With respect to the Bankruptcy Court’s decision that Counts II and III
survive a motion to dismiss for failure to state a claim, there is no controlling
question of law. As the Trustee points out, the denial of the motion to dismiss only
means that facts relating to whether the Trustee can sell the Property pursuant to
11 U.S.C. § 363(h) will be decided at a later date.13 A motion to dismiss for failure
to state a claim does present a legal question, Chudasama v. Mazda Motor Corp., 123
F.3d 1353, 1367 (11th Cir. 1997), but this is not the kind of “pure question of law . . .
the court can resolve ‘without having to delve beyond the surface of the record in
order to determine the facts,’” that 28 U.S.C. § 1292(b) contemplates for
interlocutory appeals.
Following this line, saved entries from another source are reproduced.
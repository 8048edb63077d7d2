//! Visibility trigger: turns raw intersection records into threshold
//! crossing callbacks.
//!
//! One trigger watches any number of elements. Each subscription carries its
//! own threshold and repeat policy plus an action value handed back to the
//! owner when it fires. A subscription fires on the transition from "not
//! visible enough" to "visible enough"; staying visible does not fire again,
//! and leaving visibility re-arms repeatable subscriptions. One-shot
//! subscriptions are removed as soon as they fire.

use indexmap::IndexMap;
use serde::{Deserialize, Serialize};

use crate::ids::{ElementId, IdAllocator, SubscriptionId};
use crate::inputs::VisibilityEntry;

#[derive(Clone, Copy, Debug, PartialEq, Serialize, Deserialize)]
pub struct ObserveOptions {
    /// Minimum visible fraction, in [0, 1].
    pub threshold: f32,
    pub one_shot: bool,
}

impl ObserveOptions {
    pub fn once(threshold: f32) -> Self {
        Self {
            threshold,
            one_shot: true,
        }
    }

    pub fn repeat(threshold: f32) -> Self {
        Self {
            threshold,
            one_shot: false,
        }
    }
}

#[derive(Debug)]
struct Subscription<A> {
    element: ElementId,
    action: A,
    options: ObserveOptions,
    /// Whether the last record for this element was past the threshold.
    visible: bool,
}

/// A fired subscription.
#[derive(Clone, Debug, PartialEq)]
pub struct Fired<A> {
    pub subscription: SubscriptionId,
    pub element: ElementId,
    pub action: A,
}

#[derive(Debug)]
pub struct VisibilityTrigger<A> {
    ids: IdAllocator,
    subs: IndexMap<SubscriptionId, Subscription<A>>,
}

impl<A> Default for VisibilityTrigger<A> {
    fn default() -> Self {
        Self {
            ids: IdAllocator::new(),
            subs: IndexMap::new(),
        }
    }
}

impl<A: Clone> VisibilityTrigger<A> {
    pub fn new() -> Self {
        Self::default()
    }

    /// Watch `element`; `action` is returned each time the subscription fires.
    pub fn observe(
        &mut self,
        element: ElementId,
        action: A,
        options: ObserveOptions,
    ) -> SubscriptionId {
        let id = self.ids.alloc_subscription();
        let options = ObserveOptions {
            threshold: options.threshold.clamp(0.0, 1.0),
            ..options
        };
        self.subs.insert(
            id,
            Subscription {
                element,
                action,
                options,
                visible: false,
            },
        );
        id
    }

    /// Drop one subscription. Returns false if it was already gone.
    pub fn unobserve(&mut self, id: SubscriptionId) -> bool {
        self.subs.shift_remove(&id).is_some()
    }

    /// Drop every subscription.
    pub fn disconnect(&mut self) {
        self.subs.clear();
    }

    pub fn is_active(&self, id: SubscriptionId) -> bool {
        self.subs.contains_key(&id)
    }

    pub fn is_observing(&self, element: ElementId) -> bool {
        self.subs.values().any(|s| s.element == element)
    }

    pub fn len(&self) -> usize {
        self.subs.len()
    }

    pub fn is_empty(&self) -> bool {
        self.subs.is_empty()
    }

    /// Distinct elements still watched, in subscription order.
    pub fn observed_elements(&self) -> Vec<ElementId> {
        let mut out: Vec<ElementId> = Vec::new();
        for sub in self.subs.values() {
            if !out.contains(&sub.element) {
                out.push(sub.element);
            }
        }
        out
    }

    /// Distinct thresholds in ascending order, for configuring the host observer.
    pub fn thresholds(&self) -> Vec<f32> {
        let mut out: Vec<f32> = self.subs.values().map(|s| s.options.threshold).collect();
        out.sort_by(f32::total_cmp);
        out.dedup();
        out
    }

    /// Feed intersection records in observation order and collect what fired.
    ///
    /// Elements whose last subscription was torn down are appended to
    /// `released` so the host can stop observing them.
    pub fn process(
        &mut self,
        entries: &[VisibilityEntry],
        released: &mut Vec<ElementId>,
    ) -> Vec<Fired<A>> {
        let mut fired = Vec::new();
        for entry in entries {
            let mut spent: Vec<SubscriptionId> = Vec::new();
            for (id, sub) in self.subs.iter_mut() {
                if sub.element != entry.element {
                    continue;
                }
                let now_visible = crosses(entry, sub.options.threshold);
                if now_visible && !sub.visible {
                    fired.push(Fired {
                        subscription: *id,
                        element: sub.element,
                        action: sub.action.clone(),
                    });
                    if sub.options.one_shot {
                        spent.push(*id);
                    }
                }
                sub.visible = now_visible;
            }
            if spent.is_empty() {
                continue;
            }
            for id in spent {
                self.subs.shift_remove(&id);
            }
            if !self.is_observing(entry.element) && !released.contains(&entry.element) {
                released.push(entry.element);
            }
        }
        fired
    }
}

fn crosses(entry: &VisibilityEntry, threshold: f32) -> bool {
    entry.is_intersecting && entry.ratio >= threshold
}

#[cfg(test)]
mod tests {
    use super::*;

    #[test]
    fn repeatable_fires_once_per_crossing() {
        let mut trig = VisibilityTrigger::new();
        let el = ElementId(1);
        trig.observe(el, "reveal", ObserveOptions::repeat(0.12));
        let mut released = Vec::new();

        let f = trig.process(&[VisibilityEntry::visible(el, 0.2)], &mut released);
        assert_eq!(f.len(), 1);
        // still visible: no new crossing
        let f = trig.process(&[VisibilityEntry::visible(el, 0.6)], &mut released);
        assert!(f.is_empty());
        // leave and re-enter
        let f = trig.process(
            &[
                VisibilityEntry::hidden(el),
                VisibilityEntry::visible(el, 0.5),
            ],
            &mut released,
        );
        assert_eq!(f.len(), 1);
        assert!(released.is_empty());
        assert!(trig.is_observing(el));
    }

    #[test]
    fn below_threshold_does_not_fire() {
        let mut trig = VisibilityTrigger::new();
        let el = ElementId(1);
        trig.observe(el, (), ObserveOptions::once(0.3));
        let mut released = Vec::new();
        let f = trig.process(&[VisibilityEntry::visible(el, 0.29)], &mut released);
        assert!(f.is_empty());
        let f = trig.process(&[VisibilityEntry::visible(el, 0.3)], &mut released);
        assert_eq!(f.len(), 1);
    }

    #[test]
    fn one_shot_tears_down_and_releases() {
        let mut trig = VisibilityTrigger::new();
        let el = ElementId(4);
        let id = trig.observe(el, 7u8, ObserveOptions::once(0.3));
        let mut released = Vec::new();
        let f = trig.process(
            &[
                VisibilityEntry::visible(el, 0.5),
                VisibilityEntry::hidden(el),
                VisibilityEntry::visible(el, 0.9),
            ],
            &mut released,
        );
        assert_eq!(
            f,
            vec![Fired {
                subscription: id,
                element: el,
                action: 7u8
            }]
        );
        assert!(!trig.is_active(id));
        assert_eq!(released, vec![el]);
        assert!(trig.is_empty());
    }

    #[test]
    fn shared_element_keeps_other_subscriptions() {
        let mut trig = VisibilityTrigger::new();
        let el = ElementId(2);
        trig.observe(el, "card", ObserveOptions::once(0.3));
        trig.observe(el, "reveal", ObserveOptions::repeat(0.12));
        let mut released = Vec::new();

        let f = trig.process(&[VisibilityEntry::visible(el, 0.2)], &mut released);
        assert_eq!(f.iter().map(|f| f.action).collect::<Vec<_>>(), vec!["reveal"]);
        let f = trig.process(&[VisibilityEntry::visible(el, 0.4)], &mut released);
        assert_eq!(f.iter().map(|f| f.action).collect::<Vec<_>>(), vec!["card"]);
        assert!(released.is_empty());
        assert_eq!(trig.observed_elements(), vec![el]);
    }

    #[test]
    fn thresholds_are_sorted_and_unique() {
        let mut trig = VisibilityTrigger::new();
        trig.observe(ElementId(0), (), ObserveOptions::once(0.3));
        trig.observe(ElementId(1), (), ObserveOptions::repeat(0.12));
        trig.observe(ElementId(2), (), ObserveOptions::once(0.3));
        assert_eq!(trig.thresholds(), vec![0.12, 0.3]);
    }

    #[test]
    fn disconnect_stops_everything() {
        let mut trig = VisibilityTrigger::new();
        let el = ElementId(0);
        trig.observe(el, (), ObserveOptions::repeat(0.0));
        trig.disconnect();
        let mut released = Vec::new();
        assert!(trig
            .process(&[VisibilityEntry::visible(el, 1.0)], &mut released)
            .is_empty());
    }
}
Mamani v. Berzain, 825 F.3d 1304, 1312 (11th Cir. 2016) (citing
McFarlin v. Conseco Servs., LLC, 381 F.3d 1251, 1259 (11th Cir. 2004)).
The Bankruptcy Court’s decision that the Trustee’s claims are not barred by
the doctrine of res judicata would also require this Court to delve into the facts of
the case because, as the Bankruptcy Court noted, the facts underlying the Trustee’s
claims have changed such that the Property has become unencumbered since the
time of the previous adversary proceedings.14 The Eleventh Circuit has noted that
“[interlocutory] appeals were intended for, and should be reserved for, situations
in which the [ ] court . . . can rule on a pure, controlling question of law without
having to delve beyond the surface of the record in order to determine the facts.”
13
ECF 3, at 3.
14
ECF 1-2, at 12, 13, 18.
McFarlin, 381 F.3d at 1259 (“The antithesis of a proper § 1292(b) appeal is one that
turns on whether there is a genuine issue of fact or whether the [trial] court
properly applied settled law to the facts or evidence of a particular case.”). Because
“there is no controlling question of law that can be determined without also
determining the facts,” this Court exercises its discretion to deny Sinue’s motion
to appeal. Hartnett v. Mustelier (In re Hartnett), No. 04-1197-BKC-RAM, 2004 WL
3019365, at *2 (S.D. Fla. Nov. 4, 2004) (holding that interlocutory appeal of a
bankruptcy court decision would be inappropriate where the appeal turned on the
facts of the case and a theory of res judicata).
Permitting an appeal here would also not advance the underlying litigation
because material facts remain to be decided with regard to the Trustee’s claim to
sell the Property. Sinue argues that the Trustee holds sufficient funds to pay the
creditors’ claims from the chapter 7 bankruptcy and that selling the Property
would result in substantial harm to Sinue and her family. These factual issues were
not decided at the motion to dismiss stage, and they are precisely the kind of issues
that the Bankruptcy Court will need to resolve at a later date in this litigation.
Sinue has not demonstrated that there is jurisdiction for a direct appeal or
that interlocutory review of the order of the Bankruptcy Court is appropriate.
Accordingly, Sinue’s motion for leave to appeal is DENIED and the appeal is
DISMISSED WITHOUT PREJUDICE.
SO ORDERED this the 2nd day of December, 2021.